Fig 3. Comparison of Bayesian inference performance to k-means, PCA and spectral clustering.

(A) Performance comparison across levels of asynchrony. Dots correspond to independently generated data sets while solid lines show the average performance for each method over all simulated data. (B) Comparison across number of neurons. (C) Comparison across number of assemblies. (D-F) Standard deviation of the performance across simulated data per parametric condition. Unless specified otherwise, surrogate datasets were generated using 400 neurons and 1000 time frames distributed over 5 assemblies with assembly activity of 5%, synchrony 50% and asynchrony 10%. For k-means we used a number of clusters estimated according to the silhouette method. The number of significant principal components in PCA clustering was obtained by the circular shuffling method whereas for the spectral clustering we used the Newman-Reinart graph-theoretic community detection method [22] (see Materials and methods). The performance was measured according to Eq (27) by comparing each set of assignments with ground truth assignments.
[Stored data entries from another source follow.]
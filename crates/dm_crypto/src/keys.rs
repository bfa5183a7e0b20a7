//! Key material resolution
//!
//! The bridge runs under one long-term secp256k1 identity. The operator hands
//! it a credential in one of two forms:
//!
//!   - `nsec1…` — bech32 (checksummed) encoding of the raw 32-byte secret
//!   - 64 hex characters — the same 32 bytes, unencoded
//!
//! Both resolve to the same `KeyMaterial`. The public identity is the BIP-340
//! x-only public key (x-coordinate of `secret·G`); it is the routing key
//! relays filter on, so it must be bit-exact for a given secret.
//!
//! Public identities travel as lowercase hex on the wire and as `npub1…`
//! bech32 for humans.

use bech32::{FromBase32, ToBase32, Variant};
use k256::schnorr::{SigningKey, VerifyingKey};
use rand::rngs::OsRng;
use zeroize::{ZeroizeOnDrop, Zeroizing};

use crate::error::CryptoError;

/// Human-readable prefix for bech32-encoded secrets.
pub const NSEC_HRP: &str = "nsec";
/// Human-readable prefix for bech32-encoded public identities.
pub const NPUB_HRP: &str = "npub";

// ── Public identity ───────────────────────────────────────────────────────────

/// 32-byte x-only secp256k1 public key.
#[derive(Clone, Copy, PartialEq, Eq, Hash)]
pub struct PublicIdentity([u8; 32]);

impl PublicIdentity {
    /// Wrap raw bytes, rejecting x-coordinates that are not on the curve.
    pub fn from_bytes(bytes: [u8; 32]) -> Result<Self, CryptoError> {
        VerifyingKey::from_bytes(&bytes)
            .map_err(|_| CryptoError::InvalidKey("not a valid x-only public key".into()))?;
        Ok(Self(bytes))
    }

    pub fn from_hex(s: &str) -> Result<Self, CryptoError> {
        Self::from_bytes(decode_hex_32(s.trim())?)
    }

    pub fn from_npub(s: &str) -> Result<Self, CryptoError> {
        Self::from_bytes(decode_bech32(NPUB_HRP, s.trim())?)
    }

    /// Accept either `npub1…` or 64-char hex.
    pub fn parse(s: &str) -> Result<Self, CryptoError> {
        let s = s.trim();
        if s.starts_with("npub1") {
            Self::from_npub(s)
        } else {
            Self::from_hex(s)
        }
    }

    pub fn as_bytes(&self) -> &[u8; 32] {
        &self.0
    }

    pub fn to_hex(&self) -> String {
        hex::encode(self.0)
    }

    pub fn to_npub(&self) -> Result<String, CryptoError> {
        encode_bech32(NPUB_HRP, &self.0)
    }

    /// First 8 hex characters, enough to tell senders apart in logs.
    pub fn short(&self) -> String {
        hex::encode(&self.0[..4])
    }
}

impl std::fmt::Display for PublicIdentity {
    fn fmt(&self, f: &mut std::fmt::Formatter<'_>) -> std::fmt::Result {
        f.write_str(&self.to_hex())
    }
}

impl std::fmt::Debug for PublicIdentity {
    fn fmt(&self, f: &mut std::fmt::Formatter<'_>) -> std::fmt::Result {
        write!(f, "PublicIdentity({})", self.to_hex())
    }
}

impl std::str::FromStr for PublicIdentity {
    type Err = CryptoError;

    fn from_str(s: &str) -> Result<Self, Self::Err> {
        Self::parse(s)
    }
}

// ── Key material ──────────────────────────────────────────────────────────────

/// The bridge's secret plus its derived public identity. Drop clears memory
/// via ZeroizeOnDrop. Deliberately not `Clone`; share it behind an `Arc`.
#[derive(ZeroizeOnDrop)]
pub struct KeyMaterial {
    secret: [u8; 32],
    #[zeroize(skip)]
    public: PublicIdentity,
}

impl KeyMaterial {
    /// Resolve an operator-supplied credential (`nsec1…` or hex).
    pub fn resolve(credential: &str) -> Result<Self, CryptoError> {
        let credential = credential.trim();
        let secret = if credential.starts_with("nsec1") {
            decode_bech32(NSEC_HRP, credential)?
        } else if credential.starts_with("npub1") {
            return Err(CryptoError::InvalidEncoding(
                "expected an nsec secret, got an npub public key".into(),
            ));
        } else {
            decode_hex_32(credential)?
        };
        let secret = Zeroizing::new(secret);
        Self::from_secret_bytes(&secret)
    }

    /// Build from raw secret bytes. Zero and out-of-range scalars are rejected.
    pub fn from_secret_bytes(secret: &[u8; 32]) -> Result<Self, CryptoError> {
        let signing = SigningKey::from_bytes(secret)
            .map_err(|_| CryptoError::InvalidKey("secret is not a valid secp256k1 scalar".into()))?;
        let public = PublicIdentity(signing.verifying_key().to_bytes().into());
        Ok(Self {
            secret: *secret,
            public,
        })
    }

    /// Fresh random identity from the OS RNG.
    pub fn generate() -> Self {
        let secret = k256::SecretKey::random(&mut OsRng);
        let bytes: Zeroizing<[u8; 32]> = Zeroizing::new(secret.to_bytes().into());
        // A freshly sampled SecretKey is always a valid non-zero scalar.
        match Self::from_secret_bytes(&bytes) {
            Ok(keys) => keys,
            Err(_) => unreachable!("k256 produced an invalid scalar"),
        }
    }

    pub fn public(&self) -> &PublicIdentity {
        &self.public
    }

    pub(crate) fn secret_bytes(&self) -> &[u8; 32] {
        &self.secret
    }

    pub fn secret_hex(&self) -> Zeroizing<String> {
        Zeroizing::new(hex::encode(self.secret))
    }

    pub fn to_nsec(&self) -> Result<Zeroizing<String>, CryptoError> {
        encode_bech32(NSEC_HRP, &self.secret).map(Zeroizing::new)
    }
}

impl std::fmt::Debug for KeyMaterial {
    fn fmt(&self, f: &mut std::fmt::Formatter<'_>) -> std::fmt::Result {
        f.debug_struct("KeyMaterial")
            .field("public", &self.public)
            .field("secret", &"<redacted>")
            .finish()
    }
}

// ── Encoding helpers ─────────────────────────────────────────────────────────

fn decode_hex_32(s: &str) -> Result<[u8; 32], CryptoError> {
    let bytes = hex::decode(s).map_err(|e| CryptoError::InvalidHex(e.to_string()))?;
    bytes.try_into().map_err(|b: Vec<u8>| {
        CryptoError::InvalidHex(format!("expected 32 bytes, got {}", b.len()))
    })
}

fn decode_bech32(expected_hrp: &str, s: &str) -> Result<[u8; 32], CryptoError> {
    let (hrp, data, variant) =
        bech32::decode(s).map_err(|e| CryptoError::InvalidEncoding(e.to_string()))?;
    if hrp != expected_hrp {
        return Err(CryptoError::InvalidEncoding(format!(
            "expected prefix '{expected_hrp}', got '{hrp}'"
        )));
    }
    if variant != Variant::Bech32 {
        return Err(CryptoError::InvalidEncoding("bech32m is not accepted".into()));
    }
    let bytes = Zeroizing::new(
        Vec::<u8>::from_base32(&data).map_err(|e| CryptoError::InvalidEncoding(e.to_string()))?,
    );
    let len = bytes.len();
    let mut out = [0u8; 32];
    if len != out.len() {
        return Err(CryptoError::InvalidEncoding(format!(
            "expected 32-byte payload, got {len}"
        )));
    }
    out.copy_from_slice(&bytes);
    Ok(out)
}

fn encode_bech32(hrp: &str, bytes: &[u8; 32]) -> Result<String, CryptoError> {
    bech32::encode(hrp, bytes.to_base32(), Variant::Bech32)
        .map_err(|e| CryptoError::InvalidEncoding(e.to_string()))
}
https://doi.org/10.1371/journal.pcbi.1007481.g003

In general, performance of different clustering methods depend on the generative rules used to simulate the testing data. For example, the performance of all methods tested here improves when neurons belong to only one ensemble (see S8 Fig). Therefore, when analysing real neuronal data, it is important to be aware of the hypotheses underlying the methods used for clustering. Our method is specifically tailored for neuronal recordings and it makes minimal assumptions on how neuronal activity is hierarchically structured into synchronous and asynchronous assembly activity and uses these as defining features.

Analysis of assemblies in the zebrafish tectum

We used our method to infer the structure and dynamics of neural assemblies within the optic tectum of the larval zebrafish. For these experiments we used zebrafish with pan-neuronal expression of a nuclear localized calcium indicator, Tg(elavl3:H2B-GCaMP6s) [23] (see Materials and methods). Using two-photon volumetric calcium imaging, we monitored activity in the tectum of immobilized zebrafish larvae kept in total darkness. In all experiments we recorded calcium activity for 1 hour throughout 5 planes, 15μm apart with an acquisition frequency of 4.8Hz per volume (Fig 4A, S1 Video and Materials and methods). Volumetric images were preprocessed using registration and segmentation software to extract the time sequences from thousands of tectal cells in both tectal hemispheres (Fig 4B and Supplementary Information). Consistent with previous reports we find that the tectum displays significant levels activity in the absence of visual stimulation [5, 6])

Download:

• PPT
  PowerPoint slide
• PNG
  larger image
• TIFF
  original image

Fig 4. Imaging of the zebrafish tectum.

(A) Volumetric 2-photon imaging of both tectal hemispheres showing anterior/posterior (A/P) and right/left (R/L) axis of the zebrafish optic tectum. We monitored activity in the tectum of immobilized zebrafish larvae kept in total darkness. In all experiments we recorded calcium activity for 1 hour throughout 5 planes, 15μm apart with an acquisition frequency of 4.8Hz per volume. (B) Raw images (top) were segmented (bottom) to obtain the temporal dynamics of calcium of thousands of neuron in the tectum (see also S1 Video). (C) Raster plot showing calcium activity of all neurons over 1h recording. (D) Raw fluorescence is described in terms of a Hidden Markov model (HMM) where periods of increased activity are indicated by a binary process ({s}) triggering the onset of calcium transients ({c}). The recorded fluorescence is obtained as the sum of calcium level and a Wiener process to account for the low-frequency baseline modulation ({s}) (see Materials and methods). (E) Example of raw fluorescence and estimation of hidden variables of the HMM using a sequential maximum-likelihood algorithm (see Materials and methods).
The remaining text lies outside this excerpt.